---- Dataset content

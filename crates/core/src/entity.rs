//! Entity trait: identity + continuity across state changes.

/// Entity marker + minimal interface.
///
/// Row repositories locate records by comparing this id against the first
/// column of each stored row.
pub trait Entity {
    /// Strongly-typed entity identifier.
    type Id: Clone + Eq + core::hash::Hash + core::fmt::Debug + core::fmt::Display;

    /// Human-readable kind used in `NotFound` messages ("item", "transfer").
    const KIND: &'static str;

    /// Returns the entity identifier.
    fn id(&self) -> &Self::Id;
}
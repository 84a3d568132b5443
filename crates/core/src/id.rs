//! Strongly-typed identifiers used across the domain.
//!
//! Identifiers are opaque strings (`<PREFIX>_<uuid>`) because they are stored
//! verbatim in the first column of each row table and must stay readable by
//! anything that already holds rows written with that shape.

use core::str::FromStr;
use serde::{Deserialize, Serialize};
use uuid::Uuid;

use crate::error::DomainError;

/// Identifier of an inventory item.
#[derive(Debug, Clone, PartialEq, Eq, Hash, PartialOrd, Ord, Serialize, Deserialize)]
#[serde(transparent)]
pub struct ItemId(String);

/// Identifier of a transfer record.
#[derive(Debug, Clone, PartialEq, Eq, Hash, PartialOrd, Ord, Serialize, Deserialize)]
#[serde(transparent)]
pub struct TransferId(String);

macro_rules! impl_prefixed_id {
    ($t:ty, $prefix:literal, $name:literal) => {
        impl $t {
            /// Generate a fresh identifier.
            pub fn generate() -> Self {
                Self(format!("{}_{}", $prefix, Uuid::new_v4()))
            }

            pub fn as_str(&self) -> &str {
                &self.0
            }

            pub fn into_inner(self) -> String {
                self.0
            }
        }

        impl core::fmt::Display for $t {
            fn fmt(&self, f: &mut core::fmt::Formatter<'_>) -> core::fmt::Result {
                f.write_str(&self.0)
            }
        }

        impl From<String> for $t {
            fn from(value: String) -> Self {
                Self(value)
            }
        }

        impl From<&str> for $t {
            fn from(value: &str) -> Self {
                Self(value.to_string())
            }
        }

        impl FromStr for $t {
            type Err = DomainError;

            fn from_str(s: &str) -> Result<Self, Self::Err> {
                let s = s.trim();
                if s.is_empty() {
                    return Err(DomainError::validation(format!("{} cannot be empty", $name)));
                }
                Ok(Self(s.to_string()))
            }
        }
    };
}

impl_prefixed_id!(ItemId, "OBJ", "item id");
impl_prefixed_id!(TransferId, "TRA", "transfer id");

/// The identity performing a write (an e-mail address).
///
/// Passed explicitly into every write path; nothing in the core looks the
/// current user up on its own.
#[derive(Debug, Clone, PartialEq, Eq, Hash, Serialize, Deserialize)]
#[serde(transparent)]
pub struct Actor(String);

impl Actor {
    pub fn new(email: impl Into<String>) -> Self {
        Self(email.into())
    }

    /// Identity used by scheduled jobs.
    pub fn system() -> Self {
        Self("SYSTEM".to_string())
    }

    pub fn email(&self) -> &str {
        &self.0
    }

    /// Local part of the address (before `@`), used as a display name.
    pub fn display_name(&self) -> &str {
        self.0.split('@').next().unwrap_or(&self.0)
    }
}

impl core::fmt::Display for Actor {
    fn fmt(&self, f: &mut core::fmt::Formatter<'_>) -> core::fmt::Result {
        f.write_str(&self.0)
    }
}

#[cfg(test)]
mod tests {
    use super::*;

    #[test]
    fn generated_ids_carry_their_prefix() {
        assert!(ItemId::generate().as_str().starts_with("OBJ_"));
        assert!(TransferId::generate().as_str().starts_with("TRA_"));
        assert_ne!(ItemId::generate(), ItemId::generate());
    }

    #[test]
    fn parsing_rejects_blank_ids() {
        assert!("   ".parse::<ItemId>().is_err());
        assert_eq!(" OBJ_1 ".parse::<ItemId>().unwrap().as_str(), "OBJ_1");
    }

    #[test]
    fn actor_display_name_is_local_part() {
        assert_eq!(Actor::new("nurse@clinic.org").display_name(), "nurse");
        assert_eq!(Actor::system().display_name(), "SYSTEM");
    }
}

--------

- Goal of the exercise -
Within the listing above, the range opens at the line with "pub fn generate()" and closes at the line with "pub fn into_inner(self)". Reproduce exactly the lines of that range, including both ends.

- Solution below -
            pub fn generate() -> Self {
                Self(format!("{}_{}", $prefix, Uuid::new_v4()))
            }

            pub fn as_str(&self) -> &str {
                &self.0
            }

            pub fn into_inner(self) -> String {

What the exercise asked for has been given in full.